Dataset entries
_ _ _ _ _ _ _

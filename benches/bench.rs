use bencher::{benchmark_group, benchmark_main, black_box, Bencher};
use intfp::{ewma_div, loc, pseudo_log, radix, Radix};
use rand::{rngs::SmallRng, FromEntropy, Rng};

//----

fn loc_encode_100_values(bench: &mut Bencher) {
    let mut rng = SmallRng::from_entropy();
    bench.iter(|| {
        let v = rng.gen::<u64>();
        for _ in 0..100 {
            black_box(loc::encode_max::<u64, u16>(black_box(v)));
        }
    });
}

fn loc_decode_100_values(bench: &mut Bencher) {
    let mut rng = SmallRng::from_entropy();
    bench.iter(|| {
        let v = rng.gen::<u16>();
        for _ in 0..100 {
            black_box(loc::decode_max::<u64, u16>(black_box(v)));
        }
    });
}

fn log_encode_100_values(bench: &mut Bencher) {
    let mut rng = SmallRng::from_entropy();
    bench.iter(|| {
        let v = rng.gen::<u64>();
        for _ in 0..100 {
            black_box(pseudo_log::encode_max::<u64, u32>(black_box(v)));
        }
    });
}

fn log_decode_100_values(bench: &mut Bencher) {
    let mut rng = SmallRng::from_entropy();
    bench.iter(|| {
        let v = rng.gen::<i32>();
        for _ in 0..100 {
            black_box(pseudo_log::decode_max::<u64, u32>(black_box(v)));
        }
    });
}

fn log_mul_100_values(bench: &mut Bencher) {
    let mut rng = SmallRng::from_entropy();
    bench.iter(|| {
        let a = pseudo_log::encode_max::<u64, u32>(rng.gen::<u32>() as u64);
        let b = pseudo_log::encode_max::<u64, u32>(rng.gen::<u32>() as u64);
        for _ in 0..100 {
            black_box(pseudo_log::decode_max::<u64, u32>(pseudo_log::mul(
                black_box(a),
                black_box(b),
            )));
        }
    });
}

fn to_radix_100_values(bench: &mut Bencher) {
    let mut rng = SmallRng::from_entropy();
    bench.iter(|| {
        let v = rng.gen::<i32>();
        for _ in 0..100 {
            black_box(radix::to_radix(black_box(v), Radix::DbPower));
        }
    });
}

fn ewma_div_100_values(bench: &mut Bencher) {
    let mut rng = SmallRng::from_entropy();
    bench.iter(|| {
        let mut average = 0i32;
        for _ in 0..100 {
            let sample = rng.gen_range(0, 1 << 20);
            average = ewma_div(black_box(sample), average, 0, 16);
        }
        black_box(average);
    });
}

//----

benchmark_group!(
    benches,
    loc_encode_100_values,
    loc_decode_100_values,
    log_encode_100_values,
    log_decode_100_values,
    log_mul_100_values,
    to_radix_100_values,
    ewma_div_100_values,
);
benchmark_main!(benches);
// intfp/src/loc.rs

//! Unsigned logarithmic compressed ("loc") codec.
//!
//! A loc value is laid out as `| exponent | mantissa |` and stands for
//! `2^exponent * (1 + mantissa / 2^mantissa_bits)`. It is meant for storage
//! and transmission; arithmetic on the bits is meaningless. Two patterns are
//! special: `1` is zero and `0` is one.

use log::{debug, trace};

use crate::bits::{self, Compressible, Unsigned};
use crate::fixed::check_frac_bits;
use crate::Error;

/// Mantissa width that leaves just enough exponent bits to address every
/// exponent of an `H`, i.e. `0..H::BITS`.
#[inline]
pub fn max_mantissa_bits<H, L>() -> u8
where
    H: Compressible<L>,
    L: Unsigned,
{
    (L::BITS - bits::fls32(H::BITS - 1)) as u8
}

/// Encodes `v` with `mantissa_bits` mantissa bits.
pub fn encode<H, L>(v: H, mantissa_bits: u8) -> L
where
    H: Compressible<L>,
    L: Unsigned,
{
    // Special encoding: 0 -> 1, 1 -> 0
    if v.to_u64() <= 1 {
        return L::from_u64((v.to_u64() == 0) as u64);
    }

    let (exponent, mantissa) = split(v, mantissa_bits);

    // + allows mantissa->exp overflow
    L::from_u64(bits::shl(exponent as u64, mantissa_bits as u32).wrapping_add(mantissa))
}

/// Splits a non-zero `v` into `floor(log2(v)) - 1` and the top
/// `mantissa_bits + 1` bits of `v`.
///
/// The implicit leading 1 stays in the mantissa, which is why the exponent
/// comes back one short: summing the two fields carries the 1 into the
/// exponent.
pub(crate) fn split<H>(v: H, mantissa_bits: u8) -> (i64, u64)
where
    H: Unsigned,
{
    // Normalize: hidden high bit moves to the top of the word. The shift is
    // also the distance of floor(log2(v)) from the top.
    let leading_zeros = bits::leading_zero_count(v);
    let normalized = bits::shl(v.to_u64(), leading_zeros);

    let mantissa = bits::shift_right(normalized, H::BITS as i64 - 1 - mantissa_bits as i64);
    let exponent = H::BITS as i64 - 2 - leading_zeros as i64;
    (exponent, mantissa)
}

/// [`encode`] with [`max_mantissa_bits`].
#[inline]
pub fn encode_max<H, L>(v: H) -> L
where
    H: Compressible<L>,
    L: Unsigned,
{
    encode(v, max_mantissa_bits::<H, L>())
}

/// Decodes a loc value that was encoded with `mantissa_bits` mantissa bits.
/// Exponents that don't fit an `H` saturate to `H::MAX`.
pub fn decode<H, L>(v: L, mantissa_bits: u8) -> H
where
    H: Compressible<L>,
    L: Unsigned,
{
    if v == bits::unsigned_min::<L>() {
        return H::default();
    }

    let exponent = bits::shr(v.to_u64(), mantissa_bits as u32);
    if exponent >= H::BITS as u64 {
        debug!("loc decode overflow: exponent {} >= {}", exponent, H::BITS);
        return H::MAX;
    }

    let mantissa = v.to_u64() & bits::low_bits_mask(mantissa_bits as u32);
    denormalize(mantissa, mantissa_bits, exponent as u32)
}

/// Rebuilds `2^exponent * (1 + mantissa / 2^mantissa_bits)` in an `H`.
/// `exponent` must be below `H::BITS`.
pub(crate) fn denormalize<H>(mantissa: u64, mantissa_bits: u8, exponent: u32) -> H
where
    H: Unsigned,
{
    let top = H::BITS - 1;

    // Put the implicit leading 1 back above the mantissa
    let fraction = bits::shift_right(mantissa, mantissa_bits as i64 - top as i64);
    let normalized = ((1u64 << top) | fraction) & bits::low_bits_mask(H::BITS);

    // De-normalize by shifting right based on the exponent
    H::from_u64(normalized >> (top - exponent))
}

/// [`decode`] with [`max_mantissa_bits`].
#[inline]
pub fn decode_max<H, L>(v: L) -> H
where
    H: Compressible<L>,
    L: Unsigned,
{
    decode(v, max_mantissa_bits::<H, L>())
}

/// A loc value tagged with its mantissa width.
#[derive(Clone, Copy, Debug, PartialEq, Eq, Hash)]
pub struct Loc<L> {
    bits: L,
    mantissa_bits: u8,
}

impl<L> Loc<L>
where
    L: Unsigned,
{
    pub fn zero(mantissa_bits: u8) -> Result<Self, Error> {
        Self::from_bits(bits::unsigned_min(), mantissa_bits)
    }

    /// Tags raw loc bits, e.g. ones read back from storage.
    pub fn from_bits(bits: L, mantissa_bits: u8) -> Result<Self, Error> {
        check_frac_bits::<L>(mantissa_bits)?;
        Ok(Self {
            bits,
            mantissa_bits,
        })
    }

    pub fn encode<H>(v: H, mantissa_bits: u8) -> Result<Self, Error>
    where
        H: Compressible<L>,
    {
        check_frac_bits::<L>(mantissa_bits)?;
        trace!("Loc::encode({}, {})", v, mantissa_bits);
        Ok(Self {
            bits: encode(v, mantissa_bits),
            mantissa_bits,
        })
    }

    pub fn encode_max<H>(v: H) -> Self
    where
        H: Compressible<L>,
    {
        Self {
            bits: encode_max(v),
            mantissa_bits: max_mantissa_bits::<H, L>(),
        }
    }

    pub fn decode<H>(self) -> H
    where
        H: Compressible<L>,
    {
        decode(self.bits, self.mantissa_bits)
    }

    #[inline]
    pub fn bits(self) -> L {
        self.bits
    }

    #[inline]
    pub fn mantissa_bits(self) -> u8 {
        self.mantissa_bits
    }

    #[inline]
    pub fn is_zero(self) -> bool {
        self.bits == bits::unsigned_min()
    }
}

_ _ _ _ _ _ _

- What you should do
Above are the records; copy exactly the lines from the line with "Self::from_bits(bits::unsigned_min(), mantissa_bits)" through the line with "pub fn encode_max<H>(v: H) -> Self", both included.

- Finished task
        Self::from_bits(bits::unsigned_min(), mantissa_bits)
    }

    /// Tags raw loc bits, e.g. ones read back from storage.
    pub fn from_bits(bits: L, mantissa_bits: u8) -> Result<Self, Error> {
        check_frac_bits::<L>(mantissa_bits)?;
        Ok(Self {
            bits,
            mantissa_bits,
        })
    }

    pub fn encode<H>(v: H, mantissa_bits: u8) -> Result<Self, Error>
    where
        H: Compressible<L>,
    {
        check_frac_bits::<L>(mantissa_bits)?;
        trace!("Loc::encode({}, {})", v, mantissa_bits);
        Ok(Self {
            bits: encode(v, mantissa_bits),
            mantissa_bits,
        })
    }

    pub fn encode_max<H>(v: H) -> Self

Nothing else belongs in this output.